I was very pleased to see this book appear and despite being a slow reader I have already read it. As the book suggests, it is when some years have passed since their death that such great men as Lloyd-Jones undoubtedly was can begin to be assessed. My problem has always been first over what exactly Lloyd-Jones did believe and teach and then whether it was biblical. Tied in with that is the difficulty of disagreeing with such a persuasive man and a sense at times that he was not easy to disagree with. The collection of essays in this book really helped with that and with a few other things too.

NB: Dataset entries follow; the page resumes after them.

//! Client for the Amazon Glacier archive service.
//!
//! Three layers: SigV4 request signing ([`signing`]), an explicit
//! single-connection HTTP(S) transport ([`http_connection`]), and the
//! vault/archive operations themselves ([`glacier`]).

pub mod glacier;
pub mod http_connection;
pub mod signing;

pub use glacier::{GlacierClient, VaultDescription, VaultList};
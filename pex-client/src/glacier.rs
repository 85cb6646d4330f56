//! Vault and archive operations against the Glacier API.
//!
//! One operation is in flight at a time per client; operations fail fast
//! when the connection is not open. Transport failures close the
//! connection, and the caller decides when to reopen and retry.

use anyhow::{bail, format_err, Error};
use bytes::Bytes;
use hyper::{Body, Request};
use serde::Deserialize;

use crate::http_connection::HttpConnection;
use crate::signing;

const SERVICE_NAME: &str = "glacier";
const AWS_DOMAIN: &str = "amazonaws.com";
const GLACIER_VERSION_HEADER: &str = "x-amz-glacier-version";
const GLACIER_VERSION: &str = "2012-06-01";
const ARCHIVE_ID_HEADER: &str = "x-amz-archive-id";
const TREE_HASH_HEADER: &str = "x-amz-sha256-tree-hash";
const CONTENT_SHA256_HEADER: &str = "x-amz-content-sha256";
const ARCHIVE_DESCRIPTION_HEADER: &str = "x-amz-archive-description";
const VAULT_PATH_PREFIX: &str = "/-/vaults";

const MAX_DESCRIPTION_LENGTH: usize = 1024;

/// SHA-256 of the empty string; payload digest for bodyless requests.
pub const EMPTY_PAYLOAD_SHA256: &str =
    "e3b0c44298fc1c149afbf4c8996fb92427ae41e4649b934ca495991b7852b855";

#[derive(Clone, Debug, Default, Deserialize)]
pub struct VaultDescription {
    #[serde(rename = "CreationDate", default)]
    pub creation_date: Option<String>,
    #[serde(rename = "LastInventoryDate", default)]
    pub last_inventory_date: Option<String>,
    #[serde(rename = "NumberOfArchives", default)]
    pub number_of_archives: i64,
    #[serde(rename = "SizeInBytes", default)]
    pub size_in_bytes: i64,
    #[serde(rename = "VaultARN", default)]
    pub vault_arn: String,
    #[serde(rename = "VaultName", default)]
    pub vault_name: String,
}

#[derive(Clone, Debug, Default, Deserialize)]
pub struct VaultList {
    #[serde(rename = "VaultList", default)]
    pub vaults: Vec<VaultDescription>,
    #[serde(rename = "Marker", default)]
    pub marker: Option<String>,
}

pub struct GlacierClient {
    connection: HttpConnection,
    region: String,
    access_key: String,
    secret_key: Vec<u8>,
    last_operation_succeeded: bool,
}

impl GlacierClient {
    pub fn new(region: String, access_key: String, secret_key: Vec<u8>, use_tls: bool) -> Self {
        let hostname = format!("{}.{}.{}", SERVICE_NAME, region, AWS_DOMAIN);
        Self {
            connection: HttpConnection::new(hostname, use_tls),
            region,
            access_key,
            secret_key,
            last_operation_succeeded: false,
        }
    }

    pub fn is_open(&self) -> bool {
        self.connection.is_open()
    }

    pub fn last_operation_succeeded(&self) -> bool {
        self.last_operation_succeeded
    }

    pub async fn open(&mut self) -> Result<(), Error> {
        self.connection.open().await
    }

    pub fn close(&mut self) {
        self.connection.close();
    }

    pub async fn reopen(&mut self) -> Result<(), Error> {
        self.connection.close();
        self.connection.open().await
    }

    /// Describe a vault. `Ok(None)` means the vault does not exist.
    pub async fn describe_vault(
        &mut self,
        vault_name: &str,
    ) -> Result<Option<VaultDescription>, Error> {
        let path = format!("{}/{}", VAULT_PATH_PREFIX, vault_name);
        let (status, _headers, body) = self
            .send("GET", &path, &[], Vec::new(), Vec::new(), EMPTY_PAYLOAD_SHA256)
            .await?;

        if status == http::StatusCode::NOT_FOUND {
            self.last_operation_succeeded = true;
            return Ok(None);
        }
        if !status.is_success() {
            bail!(
                "DescribeVault {:?} failed with status {} - {}",
                vault_name,
                status,
                String::from_utf8_lossy(&body)
            );
        }
        let description: VaultDescription = serde_json::from_slice(&body)
            .map_err(|err| format_err!("unparseable vault description - {}", err))?;
        self.last_operation_succeeded = true;
        Ok(Some(description))
    }

    /// Create a vault. Returns true once the vault exists.
    pub async fn create_vault(&mut self, vault_name: &str) -> Result<bool, Error> {
        let path = format!("{}/{}", VAULT_PATH_PREFIX, vault_name);
        let (status, _headers, body) = self
            .send("PUT", &path, &[], Vec::new(), Vec::new(), EMPTY_PAYLOAD_SHA256)
            .await?;
        if !status.is_success() {
            bail!(
                "CreateVault {:?} failed with status {} - {}",
                vault_name,
                status,
                String::from_utf8_lossy(&body)
            );
        }
        self.last_operation_succeeded = true;
        Ok(true)
    }

    /// List up to `max_vaults` vaults starting at `start_marker`.
    pub async fn list_vaults(
        &mut self,
        max_vaults: usize,
        start_marker: Option<&str>,
    ) -> Result<VaultList, Error> {
        if max_vaults == 0 || max_vaults > 1000 {
            bail!("max_vaults must be between 1 and 1000, got {}", max_vaults);
        }
        let mut query = vec![("limit".to_string(), max_vaults.to_string())];
        if let Some(marker) = start_marker {
            if !marker.is_empty() {
                query.push(("marker".to_string(), marker.to_string()));
            }
        }

        let (status, _headers, body) = self
            .send(
                "GET",
                VAULT_PATH_PREFIX,
                &query,
                Vec::new(),
                Vec::new(),
                EMPTY_PAYLOAD_SHA256,
            )
            .await?;
        if !status.is_success() {
            bail!(
                "ListVaults failed with status {} - {}",
                status,
                String::from_utf8_lossy(&body)
            );
        }
        let list: VaultList = serde_json::from_slice(&body)
            .map_err(|err| format_err!("unparseable vault list - {}", err))?;
        self.last_operation_succeeded = true;
        Ok(list)
    }

    /// Delete a vault. Returns true once the vault is gone.
    pub async fn delete_vault(&mut self, vault_name: &str) -> Result<bool, Error> {
        let path = format!("{}/{}", VAULT_PATH_PREFIX, vault_name);
        let (status, _headers, body) = self
            .send(
                "DELETE",
                &path,
                &[],
                Vec::new(),
                Vec::new(),
                EMPTY_PAYLOAD_SHA256,
            )
            .await?;
        if !status.is_success() {
            bail!(
                "DeleteVault {:?} failed with status {} - {}",
                vault_name,
                status,
                String::from_utf8_lossy(&body)
            );
        }
        self.last_operation_succeeded = true;
        Ok(true)
    }

    /// Upload an archive from sequential payload buffers. Returns the
    /// service-assigned archive id.
    pub async fn upload_archive(
        &mut self,
        vault_name: &str,
        sequential_payload: Vec<Bytes>,
        payload_sha256_linear_digest: &str,
        payload_sha256_tree_digest: &str,
        payload_description: &str,
    ) -> Result<String, Error> {
        if payload_description.len() > MAX_DESCRIPTION_LENGTH
            || !payload_description
                .bytes()
                .all(|b| (0x20..=0x7e).contains(&b))
        {
            bail!("archive description must be at most 1024 printable ASCII characters");
        }

        let path = format!("{}/{}/archives", VAULT_PATH_PREFIX, vault_name);
        let headers = vec![
            (
                ARCHIVE_DESCRIPTION_HEADER.to_string(),
                payload_description.to_string(),
            ),
            (
                TREE_HASH_HEADER.to_string(),
                payload_sha256_tree_digest.to_ascii_lowercase(),
            ),
        ];

        let (status, response_headers, body) = self
            .send(
                "POST",
                &path,
                &[],
                headers,
                sequential_payload,
                payload_sha256_linear_digest,
            )
            .await?;
        if !status.is_success() {
            bail!(
                "UploadArchive to {:?} failed with status {} - {}",
                vault_name,
                status,
                String::from_utf8_lossy(&body)
            );
        }

        let archive_id = response_headers
            .get(ARCHIVE_ID_HEADER)
            .and_then(|value| value.to_str().ok())
            .unwrap_or("")
            .to_string();
        if archive_id.is_empty() {
            bail!("UploadArchive succeeded but returned no archive id");
        }
        self.last_operation_succeeded = true;
        Ok(archive_id)
    }

    /// Delete an archive. Returns true once the archive is gone.
    pub async fn delete_archive(
        &mut self,
        vault_name: &str,
        archive_id: &str,
    ) -> Result<bool, Error> {
        let path = format!(
            "{}/{}/archives/{}",
            VAULT_PATH_PREFIX, vault_name, archive_id
        );
        let (status, _headers, body) = self
            .send(
                "DELETE",
                &path,
                &[],
                Vec::new(),
                Vec::new(),
                EMPTY_PAYLOAD_SHA256,
            )
            .await?;
        if !status.is_success() {
            bail!(
                "DeleteArchive {:?} failed with status {} - {}",
                archive_id,
                status,
                String::from_utf8_lossy(&body)
            );
        }
        self.last_operation_succeeded = true;
        Ok(true)
    }

    async fn send(
        &mut self,
        method: &str,
        path: &str,
        query: &[(String, String)],
        mut headers: Vec<(String, String)>,
        payload: Vec<Bytes>,
        payload_sha256_digest: &str,
    ) -> Result<(http::StatusCode, http::HeaderMap, Vec<u8>), Error> {
        if !self.connection.is_open() {
            bail!("glacier connection is not open");
        }
        self.last_operation_succeeded = false;

        let payload_digest = payload_sha256_digest.to_ascii_lowercase();
        headers.push((GLACIER_VERSION_HEADER.to_string(), GLACIER_VERSION.to_string()));
        headers.push((CONTENT_SHA256_HEADER.to_string(), payload_digest.clone()));

        let timestamp = signing::canonical_timestamp_now();
        let authorization = signing::authorize_request(
            &self.secret_key,
            &self.access_key,
            &self.region,
            SERVICE_NAME,
            &payload_digest,
            &timestamp,
            method,
            path,
            query,
            &mut headers,
            self.connection.hostname(),
        )?;

        let mut uri = signing::normalize_path(path);
        if !query.is_empty() {
            let query_string = query
                .iter()
                .map(|(k, v)| format!("{}={}", signing::uri_encode(k), signing::uri_encode(v)))
                .collect::<Vec<_>>()
                .join("&");
            uri = format!("{}?{}", uri, query_string);
        }

        let content_length: u64 = payload.iter().map(|part| part.len() as u64).sum();
        let mut builder = Request::builder()
            .method(method)
            .uri(uri)
            .header("host", self.connection.hostname())
            .header("authorization", authorization)
            .header("content-length", content_length);
        for (key, value) in &headers {
            builder = builder.header(key.as_str(), value.as_str());
        }

        let body = if payload.is_empty() {
            Body::empty()
        } else {
            Body::wrap_stream(futures::stream::iter(
                payload.into_iter().map(Ok::<_, std::io::Error>),
            ))
        };
        let request = builder
            .body(body)
            .map_err(|err| format_err!("unable to build request - {}", err))?;

        let (response, body) = self.connection.send_request(request).await?;
        let status = response.status();
        Ok((status, response.headers().clone(), body))
    }
}
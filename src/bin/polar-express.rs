use std::path::Path;
use std::time::Instant;

use anyhow::Error;
use clap::Parser;

use pex_datastore::catalog::DEFAULT_CATALOG_FILENAME;
use pex_datastore::MetadataCatalog;

use polar_express::backup::BackupExecutor;
use polar_express::config::Args;
use polar_express::executor::Scheduler;

fn human_readable_size(bytes: u64) -> String {
    const UNITS: [&str; 5] = ["B", "KiB", "MiB", "GiB", "TiB"];
    let mut value = bytes as f64;
    let mut unit = 0;
    while value >= 1024.0 && unit + 1 < UNITS.len() {
        value /= 1024.0;
        unit += 1;
    }
    if unit == 0 {
        format!("{} {}", bytes, UNITS[unit])
    } else {
        format!("{:.2} {}", value, UNITS[unit])
    }
}

fn human_readable_duration(seconds: u64) -> String {
    if seconds >= 3600 {
        format!("{}h{}m{}s", seconds / 3600, (seconds % 3600) / 60, seconds % 60)
    } else if seconds >= 60 {
        format!("{}m{}s", seconds / 60, seconds % 60)
    } else {
        format!("{}s", seconds)
    }
}

fn run() -> Result<(), Error> {
    let config = Args::parse().into_config()?;

    let start = Instant::now();
    let scheduler = Scheduler::new()?;
    let catalog = MetadataCatalog::open(Path::new(DEFAULT_CATALOG_FILENAME))?;

    let executor = BackupExecutor::new(
        scheduler.clone(),
        catalog,
        config.keying,
        config.backup_root,
        pex_datastore::DEFAULT_BLOCK_SIZE,
        config.bundle_config,
        config.upload_config,
    )?;

    executor.start();
    scheduler.wait_for_finish();

    let counters = executor.counters();
    use std::sync::atomic::Ordering::Relaxed;
    println!(
        "Processed {} files ({}).",
        counters.files_processed.load(Relaxed),
        human_readable_size(counters.files_bytes.load(Relaxed))
    );
    println!(
        "Generated {} new snapshots ({}).",
        counters.snapshots_generated.load(Relaxed),
        human_readable_size(counters.snapshots_bytes.load(Relaxed))
    );
    println!(
        "Generated {} new bundles ({}).",
        counters.bundles_generated.load(Relaxed),
        human_readable_size(counters.bundles_bytes.load(Relaxed))
    );
    println!(
        "Uploaded {} new bundles ({}).",
        counters.bundles_uploaded.load(Relaxed),
        human_readable_size(counters.uploaded_bytes.load(Relaxed))
    );
    println!(
        "Took {}.",
        human_readable_duration(start.elapsed().as_secs())
    );

    drop(executor);
    scheduler.shutdown();
    Ok(())
}

fn main() {
    env_logger::init();

    if let Err(err) = run() {
        eprintln!("Error: {:#}", err);
        std::process::exit(1);
    }
}
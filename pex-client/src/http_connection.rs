//! A single explicit HTTP(S) connection.
//!
//! Unlike a pooled client, this models the archive protocol's connection
//! lifecycle directly: `open` establishes one TCP (optionally TLS)
//! connection and performs the HTTP/1.1 handshake, `close` drops it, and
//! a failed request leaves the connection closed until the caller
//! reopens it. Must be used from within a tokio runtime; the connection
//! driver task is spawned onto the ambient runtime.

use anyhow::{bail, format_err, Error};
use hyper::body::HttpBody;
use hyper::client::conn::{self, SendRequest};
use hyper::{Body, Request, Response};
use tokio::io::{AsyncRead, AsyncWrite};
use tokio::net::TcpStream;

pub struct HttpConnection {
    hostname: String,
    port: u16,
    use_tls: bool,
    sender: Option<SendRequest<Body>>,
}

impl HttpConnection {
    pub fn new(hostname: String, use_tls: bool) -> Self {
        let port = if use_tls { 443 } else { 80 };
        Self {
            hostname,
            port,
            use_tls,
            sender: None,
        }
    }

    pub fn hostname(&self) -> &str {
        &self.hostname
    }

    pub fn is_secure(&self) -> bool {
        self.use_tls
    }

    pub fn is_open(&self) -> bool {
        self.sender.is_some()
    }

    /// Establish the connection and perform the HTTP handshake. A
    /// previously open connection is dropped first.
    pub async fn open(&mut self) -> Result<(), Error> {
        self.sender = None;

        let stream = TcpStream::connect((self.hostname.as_str(), self.port))
            .await
            .map_err(|err| {
                format_err!("unable to connect to {}:{} - {}", self.hostname, self.port, err)
            })?;

        if self.use_tls {
            let connector =
                openssl::ssl::SslConnector::builder(openssl::ssl::SslMethod::tls_client())?
                    .build();
            let ssl = connector
                .configure()?
                .into_ssl(&self.hostname)
                .map_err(|err| format_err!("tls configuration failed - {}", err))?;
            let mut tls_stream = tokio_openssl::SslStream::new(ssl, stream)?;
            std::pin::Pin::new(&mut tls_stream)
                .connect()
                .await
                .map_err(|err| {
                    format_err!("tls handshake with {} failed - {}", self.hostname, err)
                })?;
            self.handshake(tls_stream).await
        } else {
            self.handshake(stream).await
        }
    }

    async fn handshake<S>(&mut self, stream: S) -> Result<(), Error>
    where
        S: AsyncRead + AsyncWrite + Unpin + Send + 'static,
    {
        let (sender, connection) = conn::handshake(stream).await?;
        let hostname = self.hostname.clone();
        tokio::spawn(async move {
            if let Err(err) = connection.await {
                log::debug!("connection to {} terminated - {}", hostname, err);
            }
        });
        self.sender = Some(sender);
        Ok(())
    }

    /// Drop the connection.
    pub fn close(&mut self) {
        self.sender = None;
    }

    /// Send one request and collect the full response body. Any error
    /// closes the connection.
    pub async fn send_request(
        &mut self,
        request: Request<Body>,
    ) -> Result<(Response<Body>, Vec<u8>), Error> {
        let sender = match self.sender.as_mut() {
            Some(sender) => sender,
            None => bail!("connection to {} is not open", self.hostname),
        };

        let result = async {
            futures::future::poll_fn(|cx| sender.poll_ready(cx)).await?;
            let response = sender.send_request(request).await?;
            Ok::<_, hyper::Error>(response)
        }
        .await;

        let mut response = match result {
            Ok(response) => response,
            Err(err) => {
                self.sender = None;
                bail!("request to {} failed - {}", self.hostname, err);
            }
        };

        let mut payload = Vec::new();
        while let Some(chunk) = response.body_mut().data().await {
            match chunk {
                Ok(chunk) => payload.extend_from_slice(&chunk),
                Err(err) => {
                    self.sender = None;
                    bail!("response body from {} failed - {}", self.hostname, err);
                }
            }
        }

        Ok((response, payload))
    }
}
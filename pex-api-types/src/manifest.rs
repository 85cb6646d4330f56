//! The bundle manifest, serialized as `manifest.pbuf` inside every bundle
//! container.
//!
//! Wire format is protocol buffers so that a reader in any language can
//! recover the payload layout. The messages are defined with prost derives
//! directly; there is no `.proto` build step.

use prost::Message;

/// Compression applied to a payload stream.
#[derive(Clone, Copy, Debug, PartialEq, Eq, prost::Enumeration)]
#[repr(i32)]
pub enum CompressionType {
    None = 0,
    Zlib = 1,
}

/// A block as recorded in a payload's manifest entry.
#[derive(Clone, PartialEq, Message)]
pub struct BlockRecord {
    #[prost(int64, tag = "1")]
    pub id: i64,
    /// Lowercase hex SHA-1 of the block bytes.
    #[prost(string, tag = "2")]
    pub sha1_digest: String,
    #[prost(uint64, tag = "3")]
    pub length: u64,
}

/// One compressed stream of concatenated raw block bytes inside a bundle.
#[derive(Clone, PartialEq, Message)]
pub struct BundlePayload {
    #[prost(int64, tag = "1")]
    pub id: i64,
    /// Byte offset of the payload's TAR file entry within the container.
    #[prost(uint64, tag = "2")]
    pub offset: u64,
    #[prost(enumeration = "CompressionType", tag = "3")]
    pub compression_type: i32,
    #[prost(message, repeated, tag = "4")]
    pub blocks: Vec<BlockRecord>,
}

/// The full record of what a bundle contains.
#[derive(Clone, PartialEq, Message)]
pub struct BundleManifest {
    #[prost(message, repeated, tag = "1")]
    pub payloads: Vec<BundlePayload>,
}

impl BundleManifest {
    /// Serialize to the bytes stored as `manifest.pbuf`.
    pub fn encode_to_vec(&self) -> Vec<u8> {
        Message::encode_to_vec(self)
    }

    /// Total number of blocks across all payloads.
    pub fn block_count(&self) -> usize {
        self.payloads.iter().map(|p| p.blocks.len()).sum()
    }
}

#[cfg(test)]
mod tests {
    use super::*;

    #[test]
    fn manifest_round_trip() {
        let manifest = BundleManifest {
            payloads: vec![BundlePayload {
                id: 0,
                offset: 512,
                compression_type: CompressionType::Zlib as i32,
                blocks: vec![BlockRecord {
                    id: 7,
                    sha1_digest: "da39a3ee5e6b4b0d3255bfef95601890afd80709".to_string(),
                    length: 1048576,
                }],
            }],
        };

        let encoded = manifest.encode_to_vec();
        let decoded = BundleManifest::decode(&encoded[..]).unwrap();
        assert_eq!(manifest, decoded);
        assert_eq!(decoded.block_count(), 1);
    }

    #[test]
    fn empty_manifest_encodes_empty() {
        let manifest = BundleManifest::default();
        assert!(manifest.encode_to_vec().is_empty());
        assert_eq!(manifest.block_count(), 0);
    }
}
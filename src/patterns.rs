//! Initial fields. Placement wraps around the torus like every other access.

use crate::{Cell, ConfigError, Grid};
use rand::{Rng, SeedableRng};

/// Glider heading towards increasing rows and columns, bounding box at
/// `(row, col)`.
pub fn glider(grid: &mut Grid, row: isize, col: isize) {
    for (dr, dc) in [(0, 1), (1, 2), (2, 0), (2, 1), (2, 2)] {
        grid.set(row + dr, col + dc, Cell::Alive);
    }
}

pub fn r_pentomino(grid: &mut Grid, row: isize, col: isize) {
    for (dr, dc) in [(0, 1), (0, 2), (1, 0), (1, 1), (2, 1)] {
        grid.set(row + dr, col + dc, Cell::Alive);
    }
}

/// Default field: a glider at `(1, 1)` and an R-pentomino at `(10, 30)`.
pub fn classic_seed(rows: usize, cols: usize) -> Result<Grid, ConfigError> {
    let mut grid = Grid::blank(rows, cols)?;
    glider(&mut grid, 1, 1);
    r_pentomino(&mut grid, 10, 30);
    Ok(grid)
}

/// Field with every cell alive with probability `density`.
///
/// `seed` - random seed (if `None`, then random seed is generated)
pub fn random_seed(
    rows: usize,
    cols: usize,
    density: f64,
    seed: Option<u64>,
) -> Result<Grid, ConfigError> {
    let mut rng = if let Some(x) = seed {
        rand_chacha::ChaCha8Rng::seed_from_u64(x)
    } else {
        rand_chacha::ChaCha8Rng::from_entropy()
    };
    let density = density.clamp(0., 1.);
    let mut grid = Grid::blank(rows, cols)?;
    for cell in grid.cells_mut() {
        *cell = Cell::from(rng.gen_bool(density));
    }
    Ok(grid)
}
use super::{Backend, BackendKind};
use crate::{
    compute_partitions, evolve_rows, split_rows_mut, DoubleBuffer, Grid, Partition, SimConfig,
    SimError,
};
use rayon::prelude::*;
use tracing::debug;

/// Fork-join stepping: each generation is one parallel region over the
/// partitions; `current` is shared read-only and every task writes only its
/// own rows of `next`.
pub struct SharedMemoryBackend {
    pool: rayon::ThreadPool,
    partitions: Vec<Partition>,
}

impl SharedMemoryBackend {
    pub fn new(config: &SimConfig) -> Result<Self, SimError> {
        let partitions = compute_partitions(config.rows, config.workers)?;
        let pool = rayon::ThreadPoolBuilder::new()
            .num_threads(config.workers)
            .thread_name(|i| format!("life-shared-{i}"))
            .build()
            .map_err(|err| SimError::ThreadPool(err.to_string()))?;
        debug!(workers = config.workers, "built shared-memory pool");
        Ok(Self { pool, partitions })
    }
}

impl Backend for SharedMemoryBackend {
    fn kind(&self) -> BackendKind {
        BackendKind::SharedMemory
    }

    fn step(&mut self, buffers: &mut DoubleBuffer) -> Result<(), SimError> {
        let (current, next) = buffers.split();
        let slices = split_rows_mut(next.cells_mut(), current.cols(), &self.partitions);
        let partitions = &self.partitions;
        self.pool.install(|| {
            partitions
                .par_iter()
                .zip(slices)
                .for_each(|(&partition, out)| evolve_rows(current, partition, out));
        });
        Ok(())
    }

    fn alive_cells(&mut self, grid: &Grid) -> Result<Option<usize>, SimError> {
        let partitions = &self.partitions;
        let total = self.pool.install(|| {
            partitions
                .par_iter()
                .map(|&partition| grid.alive_count_in(partition))
                .sum()
        });
        Ok(Some(total))
    }
}
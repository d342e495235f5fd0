use super::{Config, FpsLimiter};
use crate::{run, BackendKind, Cell, Control, Grid, Observer, Report, SimConfig, SimError};
use crossbeam::channel::Sender;
use eframe::egui::Context;
use std::sync::atomic::{AtomicBool, Ordering};
use std::sync::Arc;
use std::time::Duration;
use tracing::{debug, error};

/// Messages from the simulation thread to the viewer.
#[derive(Clone, Debug)]
pub enum ViewerEvent {
    Frame {
        generation: u64,
        /// Row-major `side x side` top-left region of the field.
        cells: Vec<Cell>,
        side: usize,
    },
    Finished(String),
}

/// Render collaborator backed by the eframe window. The window may be
/// closed at any time; afterwards every call reports [`Control::Stop`].
pub struct WindowObserver {
    events: Sender<ViewerEvent>,
    closed: Arc<AtomicBool>,
    ctx: Context,
    limiter: FpsLimiter,
}

impl WindowObserver {
    pub fn new(
        events: Sender<ViewerEvent>,
        closed: Arc<AtomicBool>,
        ctx: Context,
        frame_delay: Duration,
    ) -> Self {
        Self {
            events,
            closed,
            ctx,
            limiter: FpsLimiter::new(frame_delay),
        }
    }

    fn control(&self) -> Control {
        if self.closed.load(Ordering::Relaxed) {
            Control::Stop
        } else {
            Control::Continue
        }
    }

    fn send(&self, event: ViewerEvent) {
        if self.events.send(event).is_err() {
            debug!("viewer is gone, dropping event");
            return;
        }
        self.ctx.request_repaint();
    }
}

/// Runs a whole simulation feeding `observer`. A failed run still ends the
/// viewer with a final message, so the window closes on its own.
pub fn run_observed(
    kind: BackendKind,
    config: SimConfig,
    seed: Grid,
    observer: &mut WindowObserver,
) -> Result<(Report, Grid), SimError> {
    let result = run(kind, config, seed, Some(&mut *observer));
    if let Err(err) = &result {
        error!(%err, "simulation failed");
        observer.send(ViewerEvent::Finished(format!("Simulation failed: {err}")));
    }
    result
}

/// Copies the top-left `Config::VIEW_CELLS` square (clipped to the grid).
pub(super) fn viewport(grid: &Grid) -> (Vec<Cell>, usize) {
    let side = Config::VIEW_CELLS.min(grid.rows()).min(grid.cols());
    let cells = (0..side)
        .flat_map(|row| grid.row(row)[..side].iter().copied())
        .collect();
    (cells, side)
}

impl Observer for WindowObserver {
    fn poll(&mut self) -> Control {
        self.control()
    }

    fn draw(&mut self, grid: &Grid, generation: u64) -> Control {
        if self.control() == Control::Stop {
            return Control::Stop;
        }
        self.limiter.delay();
        let (cells, side) = viewport(grid);
        self.send(ViewerEvent::Frame {
            generation,
            cells,
            side,
        });
        self.control()
    }

    fn finish(&mut self, report: &Report) {
        self.send(ViewerEvent::Finished(report.to_string()));
    }
}

#[cfg(test)]
mod tests {
    use super::*;
    use crossbeam::channel::unbounded;

    fn observer() -> (WindowObserver, crossbeam::channel::Receiver<ViewerEvent>) {
        let (tx, rx) = unbounded();
        let closed = Arc::new(AtomicBool::new(false));
        let observer = WindowObserver::new(tx, closed, Context::default(), Duration::ZERO);
        (observer, rx)
    }

    #[test]
    fn failed_run_finishes_the_viewer() {
        let (mut observer, rx) = observer();
        let seed = Grid::blank(8, 8).unwrap();
        let config = SimConfig::square(16, 4, 2);
        let result = run_observed(BackendKind::WorkerPool, config, seed, &mut observer);
        assert!(result.is_err());
        let events: Vec<_> = rx.try_iter().collect();
        match events.as_slice() {
            [ViewerEvent::Finished(message)] => assert!(message.starts_with("Simulation failed")),
            other => panic!("unexpected events: {other:?}"),
        }
    }

    #[test]
    fn finished_run_sends_frames_then_report() {
        let (mut observer, rx) = observer();
        let seed = crate::classic_seed(60, 60).unwrap();
        let config = SimConfig::square(60, 3, 2);
        run_observed(BackendKind::SharedMemory, config, seed, &mut observer).unwrap();
        let events: Vec<_> = rx.try_iter().collect();
        assert_eq!(events.len(), 4);
        match &events[0] {
            ViewerEvent::Frame { generation, side, cells } => {
                assert_eq!((*generation, *side), (0, Config::VIEW_CELLS));
                assert_eq!(cells.len(), side * side);
            }
            other => panic!("unexpected event: {other:?}"),
        }
        assert!(matches!(
            &events[3],
            ViewerEvent::Finished(report) if report.contains("Alive cells")
        ));
    }
}
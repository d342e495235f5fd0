use std::{
    thread::sleep,
    time::{Duration, Instant},
};

/// Keeps each drawn frame on screen for at least `min_frametime`.
pub struct FpsLimiter {
    min_frametime: Duration,
    frame_timer: Option<Instant>,
}

impl FpsLimiter {
    pub fn new(min_frametime: Duration) -> Self {
        Self {
            min_frametime,
            frame_timer: None,
        }
    }

    /// Sleeps until the previous frame has been shown long enough, then
    /// starts timing the next one.
    pub fn delay(&mut self) {
        if let Some(timer) = self.frame_timer {
            let shown = timer.elapsed();
            if self.min_frametime > shown {
                sleep(self.min_frametime - shown);
            }
        }
        self.frame_timer = Some(Instant::now());
    }
}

There are 11 essays altogether plus an intro, all by evangelical academics. Being mostly of a younger generation and mostly non-separatists the writers (apart from the present and former LTS principals really) cannot at all be thought of as Lloyd-Jones men. Inevitably there is some variation in the quality of the essays although they are all clear and competent and I found the intro and the essays on revival, the charismatic movement and his view of history the most informative and helpful. The book is well footnoted and quite rigorous and although some may want to quibble with conclusions the subject matter looks pretty unassailable. Also very good is the one on Anglican session which for perhaps the first time mentions the many Anglicans who left their denomination in response to Lloyd-Jones's calls. Perhaps the least satisfying essay is the one on fundamentalism.
The book is pretty thorough, though I was surprised to see nothing about the beginnings of the Banner or his falling out with John Murray over the sort of unity Reformed people should aim for. The book is a must for anyone interested in the history of evangelicalism over the last 50 years.